After the intervention, polytextual thematic analysis (Gleeson, 2011; Silver, 2013) was used to investigate the students’ initial and sequel comic strip stories and identify themes within these narratives about bullying. Central themes that emerged across the two versions of the stories were: the fragile bully, the automatic teacher reactions (e.g., expelling from class), the different other as a trigger for bullying, the safety net that friends offer, and the critical role that social media play in bullying. In the initial stories, more dominant were the patterns of the lonely victim, the lonely bully, the only watching bystander, the only punishing teacher. In the sequel stories, the patterns that more often emerged were family and community involvement, emotional empathy, friends offering help, and managing reconciliation.
Figure 1. Six double-versioned comics were created by the students during this intervention. Each version consisted of a six-cell comic strip. The comics provided a multimodal way to explore and reauthor problematic narratives.
Using the case study to develop a model
In the present study, we adopted a qualitative case study approach combined with narrative inquiry. The qualitative case study “facilitates exploration of a phenomenon within its context” (Baxter & Jack, 2008, p. 544). The aim of our exploration was not merely to document the intervention, but rather “to use empirical data to gain insight into some broader set of social phenomena than those provided by the data themselves” (Livesey & Runeson, 2018, p. 43). The ultimate aim was to build a concise theoretical model based on that particular case that would inform future practice, as “research that produces nothing, but books will not suffice” (Lewin, 1946, p. 35). Although a situated rich description of an educational intervention provides invaluable insights into a social situation, it cannot be verified or falsified out of its context. However, theoretical models that emerge from such interventions can be tested and subjected to further rigorous investigation in the future. In the present study, the process involved narrative inquiry by gathering data from the participants’ digital storytelling artifacts. As Leavy (2015) argues, “narrative inquiry or the narrative method attempts to collaboratively access participants’ life experiences and engage in a process of storying and re-storying in order to reveal multidimensional meanings and present an authentic and compelling rendering of the data” (p. 47). In the next sections, based on our experience of the Comics to Stop Bullying project, we will attempt to combine digital storytelling with narrative practice into a coherent theoretical model for use in educational and/or community interventions.
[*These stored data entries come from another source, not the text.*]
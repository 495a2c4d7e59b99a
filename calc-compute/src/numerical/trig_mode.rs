#[cfg(feature = "serde")]
use serde_repr::{Deserialize_repr, Serialize_repr};
use std::{fmt, str::FromStr};

/// The trigonometric mode of a context. This will affect the evaluation of input to trigonometric
/// functions, and output from inverse trigonometric functions.
#[derive(Debug, Clone, Copy, Default, PartialEq, Eq)]
#[cfg_attr(feature = "serde", derive(Serialize_repr, Deserialize_repr))]
#[repr(u8)]
pub enum TrigMode {
    /// Use radians.
    #[default]
    Radians,

    /// Use degrees.
    Degrees,
}

impl TrigMode {
    /// Converts an angle in this mode to radians.
    pub fn to_radians(self, angle: f64) -> f64 {
        match self {
            TrigMode::Radians => angle,
            TrigMode::Degrees => angle.to_radians(),
        }
    }

    /// Converts an angle in radians to this mode.
    pub fn from_radians(self, angle: f64) -> f64 {
        match self {
            TrigMode::Radians => angle,
            TrigMode::Degrees => angle.to_degrees(),
        }
    }
}

impl fmt::Display for TrigMode {
    fn fmt(&self, f: &mut fmt::Formatter<'_>) -> fmt::Result {
        match self {
            TrigMode::Radians => write!(f, "radians"),
            TrigMode::Degrees => write!(f, "degrees"),
        }
    }
}

impl FromStr for TrigMode {
    type Err = ();

    fn from_str(s: &str) -> Result<Self, Self::Err> {
        match s {
            "radians" | "rad" => Ok(TrigMode::Radians),
            "degrees" | "deg" => Ok(TrigMode::Degrees),
            _ => Err(()),
        }
    }
}

#[cfg(test)]
mod tests {
    use assert_float_eq::{
        afe_is_relative_eq,
        assert_float_relative_eq,
    };
    use pretty_assertions::assert_eq;
    use std::f64::consts::PI;
    use super::*;

    #[test]
    fn parse_and_display() {
        assert_eq!("degrees".parse::<TrigMode>(), Ok(TrigMode::Degrees));
        assert_eq!("rad".parse::<TrigMode>(), Ok(TrigMode::Radians));
        assert_eq!("gradians".parse::<TrigMode>(), Err(()));
        assert_eq!(TrigMode::Degrees.to_string(), "degrees");
    }

    #[test]
    fn conversions() {
        assert_eq!(TrigMode::Radians.to_radians(1.5), 1.5);
        assert_float_relative_eq!(TrigMode::Degrees.to_radians(180.0), PI);
        assert_float_relative_eq!(TrigMode::Degrees.from_radians(PI / 2.0), 90.0);
    }
}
Empowering and life-promoting narratives
A personal narrative regarding a specific problematic situation should be regarded as functional in the broader sense when that narrative can help the individual and the community prevent or overcome the problematic situation. The relative literature on bullying indicates many critical factors for effective prevention like peer-support for victims, encouraging help-seeking, social-emotional learning and training for both teachers and students, intensive social skills training, dedicated school meetings and training for parents, highlighting the importance of the bystanders' behavior, informing and engaging the families, holding regular classroom meetings on the topic, seeking for the help of mental health workers, and fostering a family-school-community empowering alliance (Albrecht, 2021; Bradshaw, 2015; Farrington & Ttofi, 2009; Lester et al., 2017; Olweus & Limber, 2010; Villarejo-Carballido et al., 2019). School interventions seem to be more effective and efficiently, and can change the school culture “when they include the entire school, when they use a social skills promotion model, when they include peer education, when they favour student participation and initiative, when they use interactive and participated methodologies, and when they last several years” (Tomé et al., 2021, p. 21). The proverb goes as “It takes a village to raise a child”. Based on the existing literature we can suggest that it takes a whole community to prevent bullying.
Figure 2. A typical scenario of an initial comic-strip version representing a dysfunctional bullying narrative. The voices of the actors involved do not acknowledge different points of view, neither show empathy for others’ feelings.
For an example of a dysfunctional bullying narrative, as depicted in a digital story, consider the comic strip in figure 2. In this hypothetical scenario, the feelings of the people involved are not shared or acknowledged. The story is presented as an automatic and inescapable sequence of events: bullying incident, followed by reporting the incident, and punishing the bully. Students are presented as living in a void, without a supporting network such as family, friends, or the school community. No empathetic dialogue and sharing of feelings take place between the students, or between the students and the teacher. The punishment from the authority figure comes as an automatic response to the incident, without explaining the rationale behind and without trying to explore and understand the bully’s context and cognitive schemata that led him to bully his classmate. No care is taken to emotionally support the victim, the bully, and the bystander, and there is no action taken to avoid recurring of problematic behavior.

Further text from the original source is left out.